The listing below holds a line with "Negotiation engine capability" and a later line with "pub type EngineObserver". Write out those two lines and every line between them, exactly, and nothing else.

▶

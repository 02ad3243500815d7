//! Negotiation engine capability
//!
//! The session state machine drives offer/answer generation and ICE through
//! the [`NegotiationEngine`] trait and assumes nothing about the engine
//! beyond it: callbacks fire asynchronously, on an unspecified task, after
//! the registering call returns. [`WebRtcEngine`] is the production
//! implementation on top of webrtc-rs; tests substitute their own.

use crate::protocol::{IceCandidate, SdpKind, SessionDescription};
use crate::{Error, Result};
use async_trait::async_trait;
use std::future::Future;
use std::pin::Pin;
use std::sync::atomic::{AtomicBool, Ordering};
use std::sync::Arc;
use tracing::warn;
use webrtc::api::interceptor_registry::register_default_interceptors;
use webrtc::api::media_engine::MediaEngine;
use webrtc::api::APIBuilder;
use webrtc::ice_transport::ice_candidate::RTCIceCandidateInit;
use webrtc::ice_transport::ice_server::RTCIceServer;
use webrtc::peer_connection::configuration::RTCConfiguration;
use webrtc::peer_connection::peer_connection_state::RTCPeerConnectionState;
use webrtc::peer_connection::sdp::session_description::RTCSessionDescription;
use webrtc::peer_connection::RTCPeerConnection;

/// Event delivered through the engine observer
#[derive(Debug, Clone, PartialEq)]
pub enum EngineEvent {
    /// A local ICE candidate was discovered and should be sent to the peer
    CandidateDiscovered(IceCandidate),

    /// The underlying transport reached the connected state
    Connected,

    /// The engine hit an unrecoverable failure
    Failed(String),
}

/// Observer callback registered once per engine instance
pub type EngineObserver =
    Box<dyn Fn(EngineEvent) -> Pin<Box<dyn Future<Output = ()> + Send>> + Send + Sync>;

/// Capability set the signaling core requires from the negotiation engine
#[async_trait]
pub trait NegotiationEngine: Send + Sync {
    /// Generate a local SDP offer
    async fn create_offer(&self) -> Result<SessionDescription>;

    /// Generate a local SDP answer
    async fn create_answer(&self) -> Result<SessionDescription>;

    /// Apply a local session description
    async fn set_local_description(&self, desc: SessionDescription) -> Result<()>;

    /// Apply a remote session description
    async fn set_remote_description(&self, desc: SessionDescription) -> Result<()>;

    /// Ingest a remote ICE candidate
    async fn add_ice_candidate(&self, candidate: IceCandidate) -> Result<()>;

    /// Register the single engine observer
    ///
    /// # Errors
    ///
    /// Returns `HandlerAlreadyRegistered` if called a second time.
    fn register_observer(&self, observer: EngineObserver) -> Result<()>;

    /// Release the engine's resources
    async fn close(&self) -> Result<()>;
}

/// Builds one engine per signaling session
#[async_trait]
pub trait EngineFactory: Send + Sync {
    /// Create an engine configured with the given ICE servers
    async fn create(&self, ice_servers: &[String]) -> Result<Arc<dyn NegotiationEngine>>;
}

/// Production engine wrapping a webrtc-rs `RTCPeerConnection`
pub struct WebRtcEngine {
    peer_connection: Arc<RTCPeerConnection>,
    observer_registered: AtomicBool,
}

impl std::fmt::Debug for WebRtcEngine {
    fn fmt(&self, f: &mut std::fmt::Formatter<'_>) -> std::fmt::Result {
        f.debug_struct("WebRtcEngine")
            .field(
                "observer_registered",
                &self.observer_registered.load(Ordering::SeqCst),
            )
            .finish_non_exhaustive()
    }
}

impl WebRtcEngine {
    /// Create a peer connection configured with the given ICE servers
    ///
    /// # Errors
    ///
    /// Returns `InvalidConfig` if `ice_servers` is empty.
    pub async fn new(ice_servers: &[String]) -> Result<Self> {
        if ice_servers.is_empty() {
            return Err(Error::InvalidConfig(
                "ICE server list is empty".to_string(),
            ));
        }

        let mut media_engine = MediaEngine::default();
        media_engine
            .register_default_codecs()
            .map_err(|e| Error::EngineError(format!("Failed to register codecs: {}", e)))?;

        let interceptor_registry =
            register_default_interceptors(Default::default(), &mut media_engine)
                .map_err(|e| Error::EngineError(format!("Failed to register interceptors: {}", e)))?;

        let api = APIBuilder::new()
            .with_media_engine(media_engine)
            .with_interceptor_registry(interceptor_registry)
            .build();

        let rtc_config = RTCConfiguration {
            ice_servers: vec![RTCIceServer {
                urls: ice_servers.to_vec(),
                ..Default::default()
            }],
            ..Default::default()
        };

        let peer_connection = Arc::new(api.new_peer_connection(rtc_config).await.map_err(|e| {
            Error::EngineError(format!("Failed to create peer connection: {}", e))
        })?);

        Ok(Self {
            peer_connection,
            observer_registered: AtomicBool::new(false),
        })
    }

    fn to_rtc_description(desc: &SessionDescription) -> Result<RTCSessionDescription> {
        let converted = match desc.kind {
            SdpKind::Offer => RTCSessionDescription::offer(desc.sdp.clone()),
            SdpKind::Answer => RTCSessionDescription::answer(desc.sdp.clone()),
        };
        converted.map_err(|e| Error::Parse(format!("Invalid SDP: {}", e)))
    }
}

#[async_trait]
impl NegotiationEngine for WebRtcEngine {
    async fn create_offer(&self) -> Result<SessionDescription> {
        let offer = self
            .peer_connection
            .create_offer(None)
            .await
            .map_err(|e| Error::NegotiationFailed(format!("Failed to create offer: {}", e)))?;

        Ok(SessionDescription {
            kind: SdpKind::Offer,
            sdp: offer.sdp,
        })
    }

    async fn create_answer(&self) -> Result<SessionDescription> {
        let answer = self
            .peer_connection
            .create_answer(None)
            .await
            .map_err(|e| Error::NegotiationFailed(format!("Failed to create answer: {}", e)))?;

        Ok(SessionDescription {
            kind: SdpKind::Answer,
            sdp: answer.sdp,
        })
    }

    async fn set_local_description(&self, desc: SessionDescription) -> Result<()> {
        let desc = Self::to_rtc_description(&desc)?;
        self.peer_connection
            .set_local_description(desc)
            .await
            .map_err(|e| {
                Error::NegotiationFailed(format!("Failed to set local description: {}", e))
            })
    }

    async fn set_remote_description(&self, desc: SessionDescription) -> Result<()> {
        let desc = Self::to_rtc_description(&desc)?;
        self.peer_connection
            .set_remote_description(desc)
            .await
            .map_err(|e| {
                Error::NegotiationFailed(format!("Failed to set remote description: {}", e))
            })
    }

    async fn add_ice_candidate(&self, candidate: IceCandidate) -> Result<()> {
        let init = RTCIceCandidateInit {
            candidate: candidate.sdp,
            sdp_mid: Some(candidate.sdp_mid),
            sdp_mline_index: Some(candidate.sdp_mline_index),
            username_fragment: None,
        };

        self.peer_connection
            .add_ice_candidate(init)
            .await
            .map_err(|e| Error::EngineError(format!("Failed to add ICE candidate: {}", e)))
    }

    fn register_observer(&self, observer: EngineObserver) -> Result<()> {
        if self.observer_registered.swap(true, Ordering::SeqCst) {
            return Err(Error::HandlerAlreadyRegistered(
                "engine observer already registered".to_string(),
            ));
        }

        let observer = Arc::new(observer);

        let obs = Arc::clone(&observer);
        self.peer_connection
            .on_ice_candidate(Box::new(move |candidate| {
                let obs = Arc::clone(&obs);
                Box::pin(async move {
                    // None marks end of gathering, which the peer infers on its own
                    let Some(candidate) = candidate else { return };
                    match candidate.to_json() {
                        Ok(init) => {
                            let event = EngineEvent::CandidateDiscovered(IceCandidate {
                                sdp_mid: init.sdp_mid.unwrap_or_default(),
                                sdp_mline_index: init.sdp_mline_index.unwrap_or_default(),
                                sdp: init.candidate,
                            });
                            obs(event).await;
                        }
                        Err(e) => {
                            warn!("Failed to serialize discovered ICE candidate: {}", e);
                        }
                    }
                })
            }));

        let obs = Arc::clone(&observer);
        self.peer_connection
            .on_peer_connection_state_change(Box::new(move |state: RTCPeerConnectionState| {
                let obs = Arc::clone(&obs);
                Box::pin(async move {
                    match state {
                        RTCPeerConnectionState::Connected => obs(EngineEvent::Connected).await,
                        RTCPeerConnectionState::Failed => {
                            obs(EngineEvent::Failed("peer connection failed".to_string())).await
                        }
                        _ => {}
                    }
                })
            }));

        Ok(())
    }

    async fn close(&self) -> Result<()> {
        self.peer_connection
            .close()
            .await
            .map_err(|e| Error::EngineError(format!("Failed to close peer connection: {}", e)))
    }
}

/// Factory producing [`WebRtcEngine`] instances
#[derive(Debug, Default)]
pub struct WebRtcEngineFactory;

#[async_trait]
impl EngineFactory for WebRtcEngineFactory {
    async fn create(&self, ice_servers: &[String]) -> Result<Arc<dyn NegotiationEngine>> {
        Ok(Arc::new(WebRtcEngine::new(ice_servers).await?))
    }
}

◀

Problem solution
//! Negotiation engine capability
//!
//! The session state machine drives offer/answer generation and ICE through
//! the [`NegotiationEngine`] trait and assumes nothing about the engine
//! beyond it: callbacks fire asynchronously, on an unspecified task, after
//! the registering call returns. [`WebRtcEngine`] is the production
//! implementation on top of webrtc-rs; tests substitute their own.

use crate::protocol::{IceCandidate, SdpKind, SessionDescription};
use crate::{Error, Result};
use async_trait::async_trait;
use std::future::Future;
use std::pin::Pin;
use std::sync::atomic::{AtomicBool, Ordering};
use std::sync::Arc;
use tracing::warn;
use webrtc::api::interceptor_registry::register_default_interceptors;
use webrtc::api::media_engine::MediaEngine;
use webrtc::api::APIBuilder;
use webrtc::ice_transport::ice_candidate::RTCIceCandidateInit;
use webrtc::ice_transport::ice_server::RTCIceServer;
use webrtc::peer_connection::configuration::RTCConfiguration;
use webrtc::peer_connection::peer_connection_state::RTCPeerConnectionState;
use webrtc::peer_connection::sdp::session_description::RTCSessionDescription;
use webrtc::peer_connection::RTCPeerConnection;

/// Event delivered through the engine observer
#[derive(Debug, Clone, PartialEq)]
pub enum EngineEvent {
    /// A local ICE candidate was discovered and should be sent to the peer
    CandidateDiscovered(IceCandidate),

    /// The underlying transport reached the connected state
    Connected,

    /// The engine hit an unrecoverable failure
    Failed(String),
}

/// Observer callback registered once per engine instance
pub type EngineObserver =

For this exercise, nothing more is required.